Check each line of the listing for the string "CreateMember". Copy those where it appears.

(INPUT RECORDS)
★ ★ ★

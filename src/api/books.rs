//! Catalog endpoints

use axum::{
    body::Bytes,
    extract::{Path, Query, State},
    http::StatusCode,
    Json,
};

use crate::{
    error::AppResult,
    models::book::{Book, BookQuery, BorrowBook, CreateBook, UpdateBook},
    AppState,
};

use super::{AdminUser, AuthenticatedUser, PaginatedResponse};

/// List all books, or search by title and/or author
#[utoipa::path(
    get,
    path = "/books",
    tag = "books",
    params(BookQuery),
    responses(
        (status = 200, description = "Books, ordered by title", body = PaginatedResponse<Book>)
    )
)]
pub async fn list_books(
    State(state): State<AppState>,
    Query(query): Query<BookQuery>,
) -> AppResult<Json<PaginatedResponse<Book>>> {
    let (books, total) = state.services.catalog.search_books(&query).await?;

    Ok(Json(PaginatedResponse {
        items: books,
        total,
        page: query.page(),
        per_page: query.per_page(),
    }))
}

/// Get book details by ID
#[utoipa::path(
    get,
    path = "/books/{id}",
    tag = "books",
    params(
        ("id" = i32, Path, description = "Book ID")
    ),
    responses(
        (status = 200, description = "Book details", body = Book),
        (status = 404, description = "Book not found")
    )
)]
pub async fn get_book(
    State(state): State<AppState>,
    Path(id): Path<i32>,
) -> AppResult<Json<Book>> {
    let book = state.services.catalog.get_book(id).await?;
    Ok(Json(book))
}

/// Add a book to the catalog
#[utoipa::path(
    post,
    path = "/books",
    tag = "books",
    security(("bearer_auth" = [])),
    request_body = CreateBook,
    responses(
        (status = 201, description = "Book added", body = Book),
        (status = 400, description = "Missing title or author"),
        (status = 403, description = "Administrator privileges required"),
        (status = 409, description = "Title already exists")
    )
)]
pub async fn create_book(
    State(state): State<AppState>,
    AdminUser(_session): AdminUser,
    Json(book): Json<CreateBook>,
) -> AppResult<(StatusCode, Json<Book>)> {
    let created = state.services.catalog.add_book(book).await?;
    Ok((StatusCode::CREATED, Json(created)))
}

/// Edit a book's title or author
#[utoipa::path(
    put,
    path = "/books/{id}",
    tag = "books",
    security(("bearer_auth" = [])),
    params(
        ("id" = i32, Path, description = "Book ID")
    ),
    request_body = UpdateBook,
    responses(
        (status = 200, description = "Book updated", body = Book),
        (status = 404, description = "Book not found"),
        (status = 409, description = "Title already exists")
    )
)]
pub async fn update_book(
    State(state): State<AppState>,
    AdminUser(_session): AdminUser,
    Path(id): Path<i32>,
    Json(book): Json<UpdateBook>,
) -> AppResult<Json<Book>> {
    let updated = state.services.catalog.edit_book(id, book).await?;
    Ok(Json(updated))
}

/// Delete a book
#[utoipa::path(
    delete,
    path = "/books/{id}",
    tag = "books",
    security(("bearer_auth" = [])),
    params(
        ("id" = i32, Path, description = "Book ID")
    ),
    responses(
        (status = 204, description = "Book deleted"),
        (status = 404, description = "Book not found")
    )
)]
pub async fn delete_book(
    State(state): State<AppState>,
    AdminUser(_session): AdminUser,
    Path(id): Path<i32>,
) -> AppResult<StatusCode> {
    state.services.catalog.delete_book(id).await?;
    Ok(StatusCode::NO_CONTENT)
}

/// Borrow an available book
#[utoipa::path(
    post,
    path = "/books/{id}/borrow",
    tag = "books",
    security(("bearer_auth" = [])),
    params(
        ("id" = i32, Path, description = "Book ID")
    ),
    request_body(content = BorrowBook, description = "Optional borrower name (administrators only)"),
    responses(
        (status = 200, description = "Book borrowed", body = Book),
        (status = 400, description = "Malformed request body"),
        (status = 403, description = "Cannot lend to someone else"),
        (status = 404, description = "Book not found"),
        (status = 409, description = "Book already borrowed")
    )
)]
pub async fn borrow_book(
    State(state): State<AppState>,
    AuthenticatedUser(session): AuthenticatedUser,
    Path(id): Path<i32>,
    body: Bytes,
) -> AppResult<Json<Book>> {
    let request = BorrowBook::from_body(&body)?;
    let borrower = session.borrower_name(request.borrower.as_deref())?;

    let book = state.services.catalog.borrow_book(id, &borrower).await?;
    Ok(Json(book))
}

/// Return a borrowed book
#[utoipa::path(
    post,
    path = "/books/{id}/return",
    tag = "books",
    security(("bearer_auth" = [])),
    params(
        ("id" = i32, Path, description = "Book ID")
    ),
    responses(
        (status = 200, description = "Book returned", body = Book),
        (status = 403, description = "Not the borrower"),
        (status = 404, description = "Book not found"),
        (status = 409, description = "Book is not borrowed")
    )
)]
pub async fn return_book(
    State(state): State<AppState>,
    AuthenticatedUser(session): AuthenticatedUser,
    Path(id): Path<i32>,
) -> AppResult<Json<Book>> {
    let book = state.services.catalog.return_book(id, &session).await?;
    Ok(Json(book))
}
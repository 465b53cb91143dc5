//! Member roster endpoints (administrators only)

use axum::{
    extract::{Path, Query, State},
    http::StatusCode,
    Json,
};

use crate::{
    error::AppResult,
    models::member::{CreateMember, Member, MemberQuery, UpdateMember},
    AppState,
};

use super::{AdminUser, PaginatedResponse};

/// List members
#[utoipa::path(
    get,
    path = "/members",
    tag = "members",
    security(("bearer_auth" = [])),
    params(MemberQuery),
    responses(
        (status = 200, description = "Members, ordered by id", body = PaginatedResponse<Member>),
        (status = 401, description = "Not authenticated"),
        (status = 403, description = "Administrator privileges required")
    )
)]
pub async fn list_members(
    State(state): State<AppState>,
    AdminUser(_session): AdminUser,
    Query(query): Query<MemberQuery>,
) -> AppResult<Json<PaginatedResponse<Member>>> {
    let (members, total) = state.services.members.list_members(&query).await?;

    Ok(Json(PaginatedResponse {
        items: members,
        total,
        page: query.page(),
        per_page: query.per_page(),
    }))
}

/// Get member details by ID
#[utoipa::path(
    get,
    path = "/members/{id}",
    tag = "members",
    security(("bearer_auth" = [])),
    params(
        ("id" = i32, Path, description = "Member ID")
    ),
    responses(
        (status = 200, description = "Member details", body = Member),
        (status = 404, description = "Member not found")
    )
)]
pub async fn get_member(
    State(state): State<AppState>,
    AdminUser(_session): AdminUser,
    Path(id): Path<i32>,
) -> AppResult<Json<Member>> {
    let member = state.services.members.get_member(id).await?;
    Ok(Json(member))
}

/// Add a member
#[utoipa::path(
    post,
    path = "/members",
    tag = "members",
    security(("bearer_auth" = [])),
    request_body = CreateMember,
    responses(
        (status = 201, description = "Member added", body = Member),
        (status = 400, description = "Invalid form, every problem listed in details"),
        (status = 409, description = "A member with this name already exists")
    )
)]
pub async fn create_member(
    State(state): State<AppState>,
    AdminUser(_session): AdminUser,
    Json(member): Json<CreateMember>,
) -> AppResult<(StatusCode, Json<Member>)> {
    let created = state.services.members.add_member(member).await?;
    Ok((StatusCode::CREATED, Json(created)))
}

/// Edit a member
#[utoipa::path(
    put,
    path = "/members/{id}",
    tag = "members",
    security(("bearer_auth" = [])),
    params(
        ("id" = i32, Path, description = "Member ID")
    ),
    request_body = UpdateMember,
    responses(
        (status = 200, description = "Member updated", body = Member),
        (status = 400, description = "Invalid form"),
        (status = 404, description = "Member not found"),
        (status = 422, description = "Would leave no administrator")
    )
)]
pub async fn update_member(
    State(state): State<AppState>,
    AdminUser(session): AdminUser,
    Path(id): Path<i32>,
    Json(member): Json<UpdateMember>,
) -> AppResult<Json<Member>> {
    let updated = state.services.members.edit_member(id, member, &session).await?;
    Ok(Json(updated))
}

/// Delete a member
#[utoipa::path(
    delete,
    path = "/members/{id}",
    tag = "members",
    security(("bearer_auth" = [])),
    params(
        ("id" = i32, Path, description = "Member ID")
    ),
    responses(
        (status = 204, description = "Member deleted"),
        (status = 404, description = "Member not found"),
        (status = 422, description = "Own account or last administrator")
    )
)]
pub async fn delete_member(
    State(state): State<AppState>,
    AdminUser(session): AdminUser,
    Path(id): Path<i32>,
) -> AppResult<StatusCode> {
    state.services.members.delete_member(id, &session).await?;
    Ok(StatusCode::NO_CONTENT)
}
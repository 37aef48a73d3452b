use crate::domain::blog::FeedSettings;
use crate::domain::pages::PagesSettings;
use crate::domain::shared::Localization;
use serde::Deserialize;
use std::env;
use std::time::Duration;

#[derive(Debug, Clone, Deserialize)]
pub struct Config {
    pub database_url: String,
    pub host: String,
    pub port: u16,
    pub environment: Environment,
    pub log_format: LogFormat,
    // Localization
    pub default_language: String,
    pub languages: Vec<String>,
    // Blog feed
    pub feed_url_template: Option<String>,
    pub feed_cache_capacity: u64,
    // Page repository
    pub pages_repo_name: Option<String>,
    pub pages_repo_branch: String,
    pub pages_raw_base_url: String,
    pub pages_browse_base_url: String,
    pub pages_localized_raw_paths: bool,
    pub page_cache_ttl_secs: u64,
    // Remote calls
    pub remote_timeout_secs: u64,
}

#[derive(Debug, Clone, Deserialize, PartialEq)]
#[serde(rename_all = "lowercase")]
pub enum Environment {
    Development,
    Production,
}

#[derive(Debug, Clone, Deserialize, PartialEq)]
#[serde(rename_all = "lowercase")]
pub enum LogFormat {
    Pretty,
    Json,
}

impl Config {
    pub fn from_env() -> Result<Self, Box<dyn std::error::Error>> {
        dotenvy::dotenv().ok();

        let config = Config {
            database_url: env::var("DATABASE_URL")?,
            host: env::var("HOST").unwrap_or_else(|_| "0.0.0.0".to_string()),
            port: env::var("PORT")
                .unwrap_or_else(|_| "8080".to_string())
                .parse()?,
            environment: match env::var("ENVIRONMENT").as_deref() {
                Ok("production") => Environment::Production,
                _ => Environment::Development,
            },
            log_format: match env::var("LOG_FORMAT").as_deref() {
                Ok("json") => LogFormat::Json,
                _ => LogFormat::Pretty,
            },
            default_language: env::var("DEFAULT_LANGUAGE").unwrap_or_else(|_| "fr".to_string()),
            languages: parse_list(&env::var("LANGUAGES").unwrap_or_else(|_| "fr,en,de".to_string())),
            feed_url_template: optional_var("FEED_URL_TEMPLATE"),
            feed_cache_capacity: env::var("FEED_CACHE_CAPACITY")
                .unwrap_or_else(|_| "50".to_string())
                .parse()?,
            pages_repo_name: optional_var("PAGES_REPO_NAME"),
            pages_repo_branch: env::var("PAGES_REPO_BRANCH").unwrap_or_else(|_| "master".to_string()),
            pages_raw_base_url: env::var("PAGES_RAW_BASE_URL")
                .unwrap_or_else(|_| "https://raw.githubusercontent.com".to_string()),
            pages_browse_base_url: env::var("PAGES_BROWSE_BASE_URL")
                .unwrap_or_else(|_| "https://github.com".to_string()),
            pages_localized_raw_paths: env::var("PAGES_LOCALIZED_RAW_PATHS")
                .map(|s| s.to_lowercase() == "true")
                .unwrap_or(false),
            page_cache_ttl_secs: env::var("PAGE_CACHE_TTL_SECS")
                .unwrap_or_else(|_| "300".to_string())
                .parse()?,
            remote_timeout_secs: env::var("REMOTE_TIMEOUT_SECS")
                .unwrap_or_else(|_| "5".to_string())
                .parse()?,
        };

        Ok(config)
    }

    pub fn localization(&self) -> Localization {
        Localization::new(self.default_language.clone(), self.languages.clone())
    }

    pub fn feed_settings(&self) -> FeedSettings {
        FeedSettings {
            url_template: self.feed_url_template.clone(),
            default_language: self.default_language.clone(),
        }
    }

    pub fn pages_settings(&self) -> PagesSettings {
        PagesSettings {
            repo_name: self.pages_repo_name.clone(),
            branch: self.pages_repo_branch.clone(),
            raw_base_url: self.pages_raw_base_url.clone(),
            browse_base_url: self.pages_browse_base_url.clone(),
            localized_raw_paths: self.pages_localized_raw_paths,
        }
    }

    pub fn remote_timeout(&self) -> Duration {
        Duration::from_secs(self.remote_timeout_secs)
    }

    pub fn page_cache_ttl(&self) -> Duration {
        Duration::from_secs(self.page_cache_ttl_secs)
    }
}

/// Unset and blank variables are both treated as absent.
fn optional_var(key: &str) -> Option<String> {
    env::var(key)
        .ok()
        .map(|value| value.trim().to_string())
        .filter(|value| !value.is_empty())
}

fn parse_list(value: &str) -> Vec<String> {
    value
        .split(',')
        .map(str::trim)
        .filter(|item| !item.is_empty())
        .map(str::to_string)
        .collect()
}
use sqlx::postgres::PgPoolOptions;
use sqlx::{Pool, Postgres};
use std::time::Duration;

pub type DbPool = Pool<Postgres>;

pub async fn create_pool(database_url: &str) -> Result<DbPool, sqlx::Error> {
    PgPoolOptions::new()
        .max_connections(10)
        .acquire_timeout(Duration::from_secs(3))
        .connect(database_url)
        .await
}

/// Apply the embedded `migrations/` to the resource tables
pub async fn run_migrations(pool: &DbPool) -> Result<(), sqlx::migrate::MigrateError> {
    sqlx::migrate!("./migrations").run(pool).await
}

pub async fn check_connection(pool: &DbPool) -> Result<bool, sqlx::Error> {
    sqlx::query_scalar::<_, i32>("SELECT 1")
        .fetch_one(pool)
        .await
        .map(|one| one == 1)
}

★ ★ ★

(EXERCISE RESPONSE)
    models::member::{CreateMember, Member, MemberQuery, UpdateMember},
    request_body = CreateMember,
    Json(member): Json<CreateMember>,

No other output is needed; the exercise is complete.